Closed arclance closed 5 years ago
sudo make install TARGET_VER=325.15 PREFIX=/usr
nvidia-smi -q -a Mismatch in versions between nvidia-smi and NVML. Are you sure you are using nvidia-smi provided with the driver? Failed to properly shut down NVML: Function Not Found
How can we use it with the new driver 325.15? Thanks!
I just got back from vacation and upgraded my personal computer to 325.15... I'll work on a fix either today or tomorrow.
Works for me:
$ make clean $ sudo make install PREFIX=/usr TARGET_VER=325.15
Could you show me the output of "ls -l /usr/lib/libnvidia-ml*"? Maybe the symlinks got messed up.
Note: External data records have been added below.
use async_channel::{Receiver, Sender};
#[cfg(not(target_arch = "wasm32"))]
use futures::future::BoxFuture;
#[cfg(target_arch = "wasm32")]
use futures::future::LocalBoxFuture;

use crate::firestore::error::{cancelled, internal_error, FirestoreResult};
use crate::platform::runtime::{sleep, spawn_detached, MaybeSend};
use crate::util::backoff::{BackoffConfig, ExponentialBackoff};

#[cfg(not(target_arch = "wasm32"))]
pub type QueueFuture<T> = BoxFuture<'static, T>;
#[cfg(target_arch = "wasm32")]
pub type QueueFuture<T> = LocalBoxFuture<'static, T>;

#[cfg(not(target_arch = "wasm32"))]
type QueueTask = Box<dyn FnOnce() -> QueueFuture<()> + Send>;
#[cfg(target_arch = "wasm32")]
type QueueTask = Box<dyn FnOnce() -> QueueFuture<()>>;

#[cfg(not(target_arch = "wasm32"))]
type RetryableTask = Box<dyn FnMut() -> QueueFuture<FirestoreResult<()>> + Send>;
#[cfg(target_arch = "wasm32")]
type RetryableTask = Box<dyn FnMut() -> QueueFuture<FirestoreResult<()>>>;

pub fn box_queue_future<F, T>(future: F) -> QueueFuture<T>
where
    F: Future<Output = T> + MaybeSend + 'static,
{
    Box::pin(future)
}

/// Well-known delayed operations. Tests fast-forward the queue up to one of
/// these with [`AsyncQueue::run_delayed_operations_until`].
#[derive(Clone, Copy, Debug, PartialEq, Eq, Hash, PartialOrd, Ord)]
pub enum TimerId {
    /// Matches every delayed operation.
    All,
    ListenStreamIdle,
    ListenStreamConnectionBackoff,
    WriteStreamIdle,
    WriteStreamConnectionBackoff,
    OnlineStateTimeout,
    ClientMetadataRefresh,
    LruGarbageCollection,
    TransactionRetry,
    AsyncQueueRetry,
}

struct DelayedEntry {
    id: u64,
    timer_id: TimerId,
    target_time_millis: i64,
    task: Option<QueueTask>,
}

struct RetryableState {
    ops: VecDeque<RetryableTask>,
    backoff: ExponentialBackoff,
}

struct QueueInner {
    sender: Sender<QueueTask>,
    delayed: Mutex<Vec<DelayedEntry>>,
    next_delayed_id: AtomicU64,
    retryable: Mutex<RetryableState>,
    shutting_down: AtomicBool,
}

fn lock<T>(mutex: &Mutex<T>) -> MutexGuard<'_, T> {
    mutex.lock().unwrap_or_else(PoisonError::into_inner)
}

/// Single-consumer FIFO queue all client state changes run on.
///
/// Operations are executed one at a time in enqueue order; an operation's
/// future runs to completion before the next one starts. Work that needs to
/// wait for I/O owned by another component spawns that I/O and enqueues its
/// continuation instead of awaiting it inline.
#[derive(Clone)]
pub struct AsyncQueue {
    inner: Arc<QueueInner>,
}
$ make clean rm -f libnvidia-ml.so.1 rm -f libnvidia-ml.so.319.32
$ ls -l /usr/lib/libnvidia-ml* lrwxrwxrwx 1 root root 17 Aug 8 17:48 /usr/lib/libnvidia-ml.so -> libnvidia-ml.so.1 lrwxrwxrwx 1 root root 22 Aug 8 17:48 /usr/lib/libnvidia-ml.so.1 -> libnvidia-ml.so.325.15 -rwxr-xr-x 1 root root 550512 Aug 8 17:48 /usr/lib/libnvidia-ml.so.325.15
$ sudo make install PREFIX=/usr TARGET_VER=325.15 gcc -shared -fPIC empty.c -o libnvidia-ml.so.325.15 gcc -shared -fPIC -o libnvidia-ml.so.1 -DNVML_PATCH_319 -DNVML_VERSION=\"325.15\" libnvidia-ml.so.325.15 nvml_fix.c /usr/bin/install -D -Dm755 libnvidia-ml.so.1 /usr/lib/libnvidia-ml.so.1
$ ls -l /usr/lib/libnvidia-ml* lrwxrwxrwx 1 root root 17 Aug 8 17:48 /usr/lib/libnvidia-ml.so -> libnvidia-ml.so.1 -rwxr-xr-x 1 root root 12831 Aug 9 14:07 /usr/lib/libnvidia-ml.so.1 -rwxr-xr-x 1 root root 550512 Aug 8 17:48 /usr/lib/libnvidia-ml.so.325.15
$ nvidia-smi -q -a Failed to initialize NVML: Unknown Error Failed to properly shut down NVML: Function Not Found
Thanks!
@CFSworks That works for me as well.
@millecker Have you re-clone or updated the source on your computer since the build system update? If you have not doing that might help.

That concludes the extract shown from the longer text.